After another, albeit not so energetic jerk of fish, I decided to try to tow it to the shallow waters of the nearest bay. Having secured the circle by turning the line around the log of the raft, he slowly began to row to the shore. From time to time he stopped and, not giving the fish a break, pulled the line, provoking it to jerks. With such tiny movements, we gradually approached the reed thickets.
A few meters away from them, I securely tied the line to the raft and quietly slipped into the water. The depth was just over a meter. Taking the hatchet out of the case, he thrust it into his bosom and carefully began to pull the pike towards him. Seeing me so close, she shied away and pulled the raft again. But she quickly stopped. I tried again, and as soon as the fish's head was at arm's length, I grabbed the hatchet with lightning speed and thrust it into the pike's head, just above the eyes. The water boiling around her turned red. And I beat and beat ... And only when I was completely exhausted, not paying attention to the trophy, with great difficulty I got to the shore. My head was turbid, my hands and feet were shaking and seemed to be filled with lead. I didn't want to think or move.

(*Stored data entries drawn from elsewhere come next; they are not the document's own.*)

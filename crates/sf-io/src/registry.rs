//! Device registry: ownership, lookup, snapshot, safe state.

use crate::actuator::Actuator;
use crate::device::DeviceBus;
use crate::meta::{IoDocument, MachineProfile};
use crate::sensor::Sensor;
use crate::{IoError, IoResult};
use std::collections::BTreeMap;
use std::path::Path;
use std::sync::Arc;

/// Live values exposed to the operator layer.
#[derive(Debug, Clone, Default, PartialEq)]
pub struct IoSnapshot {
    pub sensors: BTreeMap<String, f64>,
    pub actuators: BTreeMap<String, bool>,
}

/// Owns every sensor and actuator handle for the process lifetime.
/// Handles are `Arc`-shared into the loop tasks; the registry itself never
/// mutates them after construction.
#[derive(Debug)]
pub struct IoRegistry {
    sensors: Vec<Arc<Sensor>>,
    actuators: Vec<Arc<Actuator>>,
    profile: MachineProfile,
}

impl IoRegistry {
    pub fn from_document(doc: IoDocument) -> Self {
        let profile = doc.profile();
        for meta in &doc.sensors {
            tracing::debug!(sensor = %meta.name, descr = %meta.descr, kind = %meta.kind, "registered");
        }
        for meta in &doc.actuators {
            tracing::debug!(actuator = %meta.name, descr = %meta.descr, kind = %meta.kind, "registered");
        }
        Self {
            sensors: doc.sensors.into_iter().map(|m| Arc::new(Sensor::new(m))).collect(),
            actuators: doc
                .actuators
                .into_iter()
                .map(|m| Arc::new(Actuator::new(m)))
                .collect(),
            profile,
        }
    }

    pub fn load(path: &Path) -> IoResult<Self> {
        Ok(Self::from_document(crate::meta::load_io_document(path)?))
    }

    pub fn profile(&self) -> &MachineProfile {
        &self.profile
    }

    pub fn sensors(&self) -> &[Arc<Sensor>] {
        &self.sensors
    }

    pub fn actuators(&self) -> &[Arc<Actuator>] {
        &self.actuators
    }

    pub fn sensor(&self, name: &str) -> IoResult<Arc<Sensor>> {
        self.sensors
            .iter()
            .find(|s| s.name() == name)
            .cloned()
            .ok_or_else(|| IoError::UnknownDevice {
                name: name.to_string(),
            })
    }

    pub fn actuator(&self, name: &str) -> IoResult<Arc<Actuator>> {
        self.actuators
            .iter()
            .find(|a| a.name() == name)
            .cloned()
            .ok_or_else(|| IoError::UnknownDevice {
                name: name.to_string(),
            })
    }

    /// Live snapshot of last-known sensor values and actuator states.
    pub fn snapshot(&self) -> IoSnapshot {
        IoSnapshot {
            sensors: self
                .sensors
                .iter()
                .map(|s| (s.name().to_string(), s.value()))
                .collect(),
            actuators: self
                .actuators
                .iter()
                .map(|a| (a.name().to_string(), a.state()))
                .collect(),
        }
    }

    /// Drive every actuator off. Used for the final safe-state reset; a
    /// failing device does not stop the sweep, the first error is returned
    /// after every actuator has been attempted.
    pub fn all_off(&self, bus: &dyn DeviceBus) -> IoResult<()> {
        let mut first_err = None;
        for act in &self.actuators {
            if let Err(err) = act.set_state(bus, false) {
                tracing::error!(actuator = %act.name(), %err, "safe-state reset failed");
                if first_err.is_none() {
                    first_err = Some(err);
                }
            }
        }
        match first_err {
            Some(err) => Err(err),
            None => Ok(()),
        }
    }
}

I don’t know how long I lay, but when I woke up, it was already getting dark. The first thing I did was look at the lake. The white belly of the pike swayed rhythmically on the waves next to the raft. And although I did not feel well, I nevertheless gathered my strength, pulled the raft into shallow water, somehow perched on it and, with difficulty turning the oar, directed it to the shore, where the tent was. The pike was dragged in tow.
I weighed my catch in parts. The total weight turned out to be a little over 16 kilograms. Every time I look at the hefty head of a pike with a huge open toothy mouth that is now on my desk, I relive the events of the day when I caught this fish.